RECORDS FOR THE EXERCISE>
========================

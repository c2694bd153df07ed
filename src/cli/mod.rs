// git-mux: Multi-Repository Branch Multiplexer
//
// SPDX-FileCopyrightText: 2026 Romeo Ahmed
// SPDX-License-Identifier: GPL-3.0-or-later

//! CLI module for git-mux using clap derive.
//!
//! # Command Structure
//!
//! ```text
//! git-mux [global options] <command>
//! flow <type> <verb> [args...]
//! list [--all] [branches|components]
//! retire <branch>
//! revive <branch>
//! graft <component> <branch>
//! options | configs | version
//! ```
//!
//! Subcommands may be abbreviated to any unambiguous prefix (`git mux fl`).

pub mod branch;
pub mod global;


use crate::cli::branch::{BranchArgs, FlowArgs, GraftArgs, ListArgs};
use crate::cli::global::GlobalOptions;
use clap::{Parser, Subcommand};

/// Multi-Repository Branch Multiplexer
///
/// Runs git-flow branch operations across every configured component.
#[derive(Debug, Parser)]
#[command(
    name = "git-mux",
    bin_name = "git mux",
    author,
    version,
    infer_subcommands = true,
    about = "Multiplexes git-flow branches across repositories",
    long_about = "git-mux Copyright (C) 2026 Romeo Ahmed\n\
                  This program comes with ABSOLUTELY NO WARRANTY\n\
                  This is free software, and you are welcome to redistribute it\n\
                  under certain conditions; see LICENSE for details.\n\n\
                  Runs one git-flow command in every configured component.\n\n\
                  `git mux flow feature start checkout-icon` starts the branch\n\
                  everywhere; `git mux list` shows which components carry which\n\
                  branch. See `git mux <command> --help` for more information.",
    after_help = "CONFIG FILES:\n\n\
                  By default, git-mux loads `git-mux.toml` from the current\n\
                  directory if present. Additional files can be given with\n\
                  --config and are loaded afterwards, in order. Environment\n\
                  variables prefixed with GITMUX_ and --set overrides win over\n\
                  files. Use --no-default-config to only use --config."
)]
pub struct Cli {
    /// Global options shared by all commands
    #[command(flatten)]
    pub global: GlobalOptions,

    /// Command to execute
    #[command(subcommand)]
    pub command: Option<Command>,
}

/// Available commands.
#[derive(Debug, Subcommand)]
pub enum Command {
    /// Runs a git-flow command in every component.
    Flow(FlowArgs),

    /// Lists branches or components.
    List(ListArgs),

    /// Marks a branch retired for everyone.
    Retire(BranchArgs),

    /// Marks a retired branch active again.
    Revive(BranchArgs),

    /// Adds a component to an existing branch.
    Graft(GraftArgs),

    /// Lists all options and their values.
    Options,

    /// Lists the configuration files used.
    Configs,

    /// Shows the version.
    Version,
}

/// Parses command-line arguments.
#[must_use]
pub fn parse() -> Cli {
    Cli::parse()
}

/// Tries to parse command-line arguments, returning an error on failure.
///
/// # Errors
///
/// Returns a `clap::Error` if the arguments are invalid or if help/version information
/// was requested.
pub fn try_parse_from<I, T>(iter: I) -> Result<Cli, clap::Error>
where
    I: IntoIterator<Item = T>,
    T: Into<std::ffi::OsString> + Clone,
{
    Cli::try_parse_from(iter)
}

========================

TASK> Every record must be transcribed precisely, down to the last character.

EXERCISE RESPONSE>
repository c2694bd153df07ed
filename src/cli/mod.rs
// git-mux: Multi-Repository Branch Multiplexer
//
// SPDX-FileCopyrightText: 2026 Romeo Ahmed
// SPDX-License-Identifier: GPL-3.0-or-later

//! CLI module for git-mux using clap derive.
//!
//! # Command Structure
//!
//! ```text
//! git-mux [global options] <command>
//! flow <type> <verb> [args...]
//! list [--all] [branches|components]
//! retire <branch>
//! revive <branch>
//! graft <component> <branch>
//! options | configs | version
//! ```
//!
//! Subcommands may be abbreviated to any unambiguous prefix (`git mux fl`).

pub mod branch;
pub mod global;


use crate::cli::branch::{BranchArgs, FlowArgs, GraftArgs, ListArgs};
use crate::cli::global::GlobalOptions;
use clap::{Parser, Subcommand};

/// Multi-Repository Branch Multiplexer
///
/// Runs git-flow branch operations across every configured component.
#[derive(Debug, Parser)]
#[command(
    name = "git-mux",
    bin_name = "git mux",
    author,
    version,
    infer_subcommands = true,
    about = "Multiplexes git-flow branches across repositories",
    long_about = "git-mux Copyright (C) 2026 Romeo Ahmed\n\
                  This program comes with ABSOLUTELY NO WARRANTY\n\
                  This is free software, and you are welcome to redistribute it\n\
                  under certain conditions; see LICENSE for details.\n\n\
                  Runs one git-flow command in every configured component.\n\n\
                  `git mux flow feature start checkout-icon` starts the branch\n\
                  everywhere; `git mux list` shows which components carry which\n\
                  branch. See `git mux <command> --help` for more information.",
    after_help = "CONFIG FILES:\n\n\
                  By default, git-mux loads `git-mux.toml` from the current\n\
                  directory if present. Additional files can be given with\n\
                  --config and are loaded afterwards, in order. Environment\n\
                  variables prefixed with GITMUX_ and --set overrides win over\n\
                  files. Use --no-default-config to only use --config."
)]
pub struct Cli {
    /// Global options shared by all commands
    #[command(flatten)]
    pub global: GlobalOptions,

    /// Command to execute
    #[command(subcommand)]
    pub command: Option<Command>,
}

/// Available commands.
#[derive(Debug, Subcommand)]
pub enum Command {
    /// Runs a git-flow command in every component.
    Flow(FlowArgs),

    /// Lists branches or components.
    List(ListArgs),

    /// Marks a branch retired for everyone.
    Retire(BranchArgs),

    /// Marks a retired branch active again.
    Revive(BranchArgs),

    /// Adds a component to an existing branch.
    Graft(GraftArgs),

    /// Lists all options and their values.
    Options,

    /// Lists the configuration files used.
    Configs,

    /// Shows the version.
    Version,
}

/// Parses command-line arguments.
#[must_use]
pub fn parse() -> Cli {
    Cli::parse()
}

/// Tries to parse command-line arguments, returning an error on failure.
///
/// # Errors
///
/// Returns a `clap::Error` if the arguments are invalid or if help/version information
/// was requested.
pub fn try_parse_from<I, T>(iter: I) -> Result<Cli, clap::Error>
where
    I: IntoIterator<Item = T>,
    T: Into<std::ffi::OsString> + Clone,
{
    Cli::try_parse_from(iter)
}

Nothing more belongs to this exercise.